Debe ser releído, en relación a esto, también el capítulo sobre el “Decoro de la celebración litúrgica” de la última encíclica Ecclesia de Eucharistia del siervo de Dios Juan Pablo II (17 de abril de 2003), donde enseña que la Iglesia, como la mujer de la unción de Betania que el evangelista Juan identifica con María, hermana de Lázaro (Juan 12; cfr. Mateo 26 – Marcos 14), “no ha tenido miedo de « derrochar », dedicando sus mejores recursos para expresar su reverente asombro ante el don inconmensurable de la Eucaristía” (47-48).
La cuestión litúrgica es también esencial para la valorización del gran patrimonio cristiano, no sólo en Europa sino también en América Latina y en otras partes del mundo donde el Evangelio ha sido proclamado por siglos.
En 1904, el escritor Marcel Proust (1871-1922) publicó un célebre artículo en “Le Figaro” titulado La mort des cathédrales, contra el proyecto de legislación laicista que habría llevado a una supresión de los subsidios estatales para la Iglesia y que ponía en riesgo el uso religioso de las catedrales francesas. Proust sostiene que la impresión estética de estos grandes monumentos es inseparable de los sagrados ritos para los que fueron construidos. Si la liturgia no se celebrara más en ellos, se transformarían en fríos museos y se volverían precisamente algo muerto.

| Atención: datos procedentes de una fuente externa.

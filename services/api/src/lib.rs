//! Tutor API Library Crate
//!
//! The HTTP face of the tutor: configuration, shared state, the five
//! tutoring endpoints and the router that serves them alongside the OpenAPI
//! documentation. The `api` binary is a thin wrapper around this library.

pub mod config;
pub mod handlers;
pub mod router;
pub mod state;
//! `TutorService` backed by the tutoring HTTP endpoints.

use crate::{
    contract::decode_contract,
    endpoint::{AnalyzeRequest, Endpoint, ErrorBody, SchemaRequest, TeachRequest, TeachingEndpoint},
    error::{Result, TutorError},
    tutor_service::TutorService,
    types::{AnalysisResult, DiagramResult, TeachingResult},
};
use async_trait::async_trait;
use reqwest::StatusCode;
use serde::Serialize;
use serde::de::DeserializeOwned;
use tracing::debug;

pub struct HttpTutorService {
    http: reqwest::Client,
    base_url: String,
}

impl HttpTutorService {
    /// `base_url` is the server root; endpoints live under `{base_url}/api/`.
    pub fn new(base_url: impl Into<String>) -> Self {
        Self {
            http: reqwest::Client::new(),
            base_url: base_url.into().trim_end_matches('/').to_string(),
        }
    }

    fn url(&self, endpoint: Endpoint) -> String {
        format!("{}/api/{}", self.base_url, endpoint.path())
    }

    async fn post<B, T>(&self, endpoint: Endpoint, body: &B) -> Result<T>
    where
        B: Serialize + Sync,
        T: DeserializeOwned + Default,
    {
        let url = self.url(endpoint);
        debug!(%url, "POST");
        let response = self.http.post(&url).json(body).send().await?;
        let status = response.status();
        let text = response.text().await?;

        if status.is_success() {
            decode_contract(&text)
        } else {
            Err(error_from_response(endpoint, status, &text))
        }
    }
}

/// Maps a non-2xx response back onto the error taxonomy.
fn error_from_response(endpoint: Endpoint, status: StatusCode, body: &str) -> TutorError {
    let description = serde_json::from_str::<ErrorBody>(body)
        .map(|b| b.describe())
        .unwrap_or_else(|_| {
            format!(
                "{} request failed with status {}",
                endpoint.path(),
                status.as_u16()
            )
        });
    match status {
        StatusCode::BAD_REQUEST => TutorError::Validation(description),
        StatusCode::SERVICE_UNAVAILABLE => TutorError::Configuration(description),
        _ => TutorError::Transport(description),
    }
}

#[async_trait]
impl TutorService for HttpTutorService {
    async fn analyze(&self, request: AnalyzeRequest) -> Result<AnalysisResult> {
        self.post(Endpoint::Analyze, &request).await
    }

    async fn teach(
        &self,
        endpoint: TeachingEndpoint,
        request: TeachRequest,
    ) -> Result<TeachingResult> {
        self.post(endpoint.into(), &request).await
    }

    async fn schema(&self, request: SchemaRequest) -> Result<DiagramResult> {
        self.post(Endpoint::Schema, &request).await
    }
}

Una observación similar se encuentra en los escritos de Joseph Ratzinger: “la gran tradición cultural de la fe posee una fuerza extraordinaria que vale precisamente para el presente: lo que en los museos puede ser sólo testimonio del pasado, admirado con nostalgia, en la liturgia continúa haciéndose presente vivo” (Introducción al espíritu de la liturgia). Durante su reciente viaje a Francia, el Papa se refirió a esta idea en su homilía para las Vísperas celebradas el 12 de septiembre de 2008, en la espléndida catedral Notre Dame de París, elogiándola como un “himno viviente de piedra y de luz” para alabanza del misterio de la Encarnación del Hijo de Dios en la Santísima Virgen María. Era precisamente allí, donde el poeta Paul Claudel (1868-1955) había tenido una singular experiencia de la belleza de Dios, durante el canto del Magnificat en las vísperas de Navidad de 1886, experiencia que lo llevó a la conversión. Es esta via pulchritudinis que puede convertirse en camino para el anuncio de Dios también al hombre actual.